Sunday, October 21, 2007

Panel retrospective: “Outside-In Technology and Innovation”

At the Information On Demand Conference on Thursday, I joined moderator Chris Anderson, with colleagues Jeff Jonas, Anant Jhingran, Carol Jones, and Hamid Pirahesh, to discuss “Outside-In Technology and Innovation.” The following, although not a transcript of what I actually said, is what I had hoped to say.

Imagine a graph with a line representing the gap between IT and line of business users over the past 40 years. That gap has always been there. But the IT Revolution 26 years ago caused a spike so significant you have to put our imaginary graph on log paper.

That 1st IT Revolution came from the introduction of PCs, along with VisiCalc, Lotus 123, and eventually Excel. Knowledge workers could take control of their business analysis to get the agility they needed to do their jobs. Soon there were departmental LANs of PCs, and content and data began to live in a formal way outside the scope of the IT shop. This fundamentally changed the roles of CIOs and IT shops.

Today, we’re already experiencing the 2nd IT Revolution.

But in this one, IT teams are – for the most part – like lobsters in a pot of cold water – slowly coming to a boil and not realizing that we’re in hot water. Because we aren’t addressing Web 2.0 and social networking as what they are: the instruments of the new Revolution.

This 2nd IT Revolution will take that gap line up again on the log paper graph in ways we can’t even imagine today.

What’s happening instead is a continued tug of war between IT and LOBs. Already, end users can use mashups to dynamically compose new ad hoc applications. And some teams find it more effective to use FaceBook to collaborate with their colleagues and business partners than the structures their IT teams put in place.

What’s the IT response? Do we just say, “Let’s shut that stuff down?”

Tug of war won’t help.

We need tool kits.

Tool kits in several categories:

Information On Demand so we can get information and knowledge out to our business knowledge workers to enable them to use and reuse that information to be nimble and effective.

Enterprise Content Management so we can deal with the requirements of compliance and business process efficiency and still empower departmental exploitation of that content.

SOA so we can build more agile core services and expose services to empower new Web 2.0 applications.

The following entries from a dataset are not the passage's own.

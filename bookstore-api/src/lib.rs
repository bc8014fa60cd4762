// Bookstore admin API library
//
// HTTP binding of the admin control surface

pub mod http;

// Re-export commonly used types
pub use http::{create_router, AppState};
//! Configuration loading

use anyhow::Result;
use std::path::Path;

use crate::Config;

/// Environment variable holding an explicit config file path
pub const CONFIG_PATH_ENV: &str = "BOOKSTORE_CONFIG_PATH";

/// Load configuration from config file or environment variables
///
/// Config file search order:
/// 1. `explicit` (from the command line)
/// 2. `BOOKSTORE_CONFIG_PATH` environment variable
/// 3. ./config.yaml (current working directory)
/// 4. /config/config.yaml (Kubernetes mount path)
/// 5. Fall back to environment variables only
///
/// An explicitly named file that cannot be parsed is an error; so is a
/// configuration that fails validation.
pub fn load_config(explicit: Option<&str>) -> Result<Config> {
    if let Some(path) = explicit {
        if !Path::new(path).exists() {
            anyhow::bail!("Config file {path} does not exist");
        }
    }

    let config_path = explicit
        .map(str::to_string)
        .or_else(|| {
            std::env::var(CONFIG_PATH_ENV)
                .ok()
                .filter(|p| Path::new(p).exists())
        })
        .or_else(|| {
            ["config.yaml", "/config/config.yaml"]
                .into_iter()
                .find(|p| Path::new(p).exists())
                .map(str::to_string)
        });

    let config = if let Some(path) = config_path {
        eprintln!("Loading config from {path}");
        Config::from_file(&path)
            .map_err(|e| anyhow::anyhow!("Failed to load config from {path}: {e}"))?
    } else {
        eprintln!("No config file found, using environment variables");
        Config::from_env().map_err(|e| anyhow::anyhow!("Failed to load config: {e}"))?
    };

    if let Err(errors) = config.validate() {
        for error in &errors {
            eprintln!("Config validation error: {error}");
        }
        return Err(anyhow::anyhow!(
            "Configuration validation failed with {} error(s): {}",
            errors.len(),
            errors.join("; ")
        ));
    }

    eprintln!("Configuration loaded and validated successfully");
    Ok(config)
}
//! In-memory registry of downstream services
//!
//! Entries are keyed by service name and only ever inserted or replaced.
//! Nothing is persisted; the registry starts empty on every boot.

use dashmap::DashMap;
use serde::{Deserialize, Serialize};
use std::collections::HashMap;
use std::sync::Arc;
use tracing::info;

use crate::error::{Error, Result};

/// A registered downstream service: unique name plus base URL
#[derive(Debug, Clone, PartialEq, Eq, Serialize, Deserialize)]
pub struct ServiceDescriptor {
    pub name: String,
    pub url: String,
}

impl ServiceDescriptor {
    pub fn new(name: impl Into<String>, url: impl Into<String>) -> Self {
        Self {
            name: name.into(),
            url: url.into(),
        }
    }

    /// Parse a descriptor from an untyped JSON body
    ///
    /// Missing, null or mistyped fields are reported as `InvalidDescriptor`.
    pub fn from_value(value: serde_json::Value) -> Result<Self> {
        let descriptor: Self = serde_json::from_value(value)
            .map_err(|e| Error::InvalidDescriptor(e.to_string()))?;
        descriptor.validate()?;
        Ok(descriptor)
    }

    /// Names must be non-empty; URLs are not checked here
    pub fn validate(&self) -> Result<()> {
        if self.name.trim().is_empty() {
            return Err(Error::InvalidDescriptor(
                "service name must not be empty".to_string(),
            ));
        }
        Ok(())
    }
}

/// Concurrent name -> descriptor map
///
/// Cloning shares the underlying map.
#[derive(Clone, Default)]
pub struct ServiceRegistry {
    services: Arc<DashMap<String, ServiceDescriptor>>,
}

impl ServiceRegistry {
    #[must_use]
    pub fn new() -> Self {
        Self::default()
    }

    /// Insert or replace the entry keyed by `descriptor.name`
    ///
    /// Returns the descriptor it replaced, if any.
    pub fn register(&self, descriptor: ServiceDescriptor) -> Result<Option<ServiceDescriptor>> {
        descriptor.validate()?;

        let name = descriptor.name.clone();
        let url = descriptor.url.clone();
        let previous = self.services.insert(name.clone(), descriptor);

        match &previous {
            Some(old) if old.url != url => info!(
                service = %name,
                url = %url,
                previous_url = %old.url,
                "Service registration updated"
            ),
            Some(_) => info!(service = %name, url = %url, "Service re-registered"),
            None => info!(service = %name, url = %url, "Service registered"),
        }

        Ok(previous)
    }

    /// Snapshot of every registration completed so far
    #[must_use]
    pub fn list(&self) -> HashMap<String, ServiceDescriptor> {
        self.services
            .iter()
            .map(|entry| (entry.key().clone(), entry.value().clone()))
            .collect()
    }

    /// Descriptors in unspecified order, for iteration without the keys
    #[must_use]
    pub fn descriptors(&self) -> Vec<ServiceDescriptor> {
        self.services.iter().map(|entry| entry.value().clone()).collect()
    }

    #[must_use]
    pub fn get(&self, name: &str) -> Option<ServiceDescriptor> {
        self.services.get(name).map(|entry| entry.value().clone())
    }

    #[must_use]
    pub fn len(&self) -> usize {
        self.services.len()
    }

    #[must_use]
    pub fn is_empty(&self) -> bool {
        self.services.is_empty()
    }
}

And a different way of building IT, ISV and Vendor applications. One that recognizes the full suite of stakeholders, their often competing needs, and resolves them effectively – that’s what I call “Outside-in Development.” Outside-in thinking helps us find the middle ground between tight IT control and anarchy.

If we stay in tug of war mode, we’re going to be at odds with the knowledge workers of the 2nd
IT Revolution, and my money is on them.

But IT teams can co-opt the 2nd IT Revolution and make it our own. We can dramatically improve business agility, client satisfaction, and business success. And, by the way, have more fun too.


(Image attribution: “The Death of Marat,” by Jacques_Louis David.)

4 comments:

Lauren Cooney said...

Hi Carl,

I was at the Web 2.0 Summit last week and heard a lot about what you're writing about here. What is your take on how these "toolkits" will work with the new theory that the Web is actually the universal platform (rather than a specific vendor platform, esp around Web 2.0). Obviously this helps to alleviate the tug of war b/t LOB and IT, but how do you see this playing out with the strategy you've laid out in your blog entry?

Thanks,
Lauren Cooney

Carl Kessler said...

Hi Lauren. The status quo, for virtually every enterprise in the world, is that the Web is not (yet) their universal platform. Instead, customers have literally trillions of dollars worth of installed software (mostly applications) running on a variety of existing - and clearly not Web 2.0 - platforms.

Extending from that existing asset base seems to be the optimal play. I suspect those enterprises who choose to do so will achieve some market differentiation. But, quantification at this point is quite difficult.

See the related post in response to a Wall Street Journal article on this general topic.

Carl

Ted Rivera said...

So just a very offbeat question for you -- what's the connection between the painting you've used for a graphic and what you've written in this posting?

Carl Kessler said...

I structured the post about the notion of revolution, and Jean-Paul Marat was a noted French revolutionary.

The painting is “The Death of Marat,” by Jacques_Louis David.

Marat was a violent leader in the French Revolution. Some say he went far overboard, condemning moderates to death for not having sufficiently shared his strong public revolutionary stance, or because he just didn't like them.

Marat was killed in his bath by Charlotte Corday on July 13th, 1793.

The painting shows the revolutionary as the hero (well, Marat was J-L David's buddy), the horror of his death (no one wins if we don't figure out how to move IT forward effectively), and the petition of his murderer.

It was either "Death of Marat" or Picasso's "Guernica," but I thought the latter was a bit too far over the line for the post.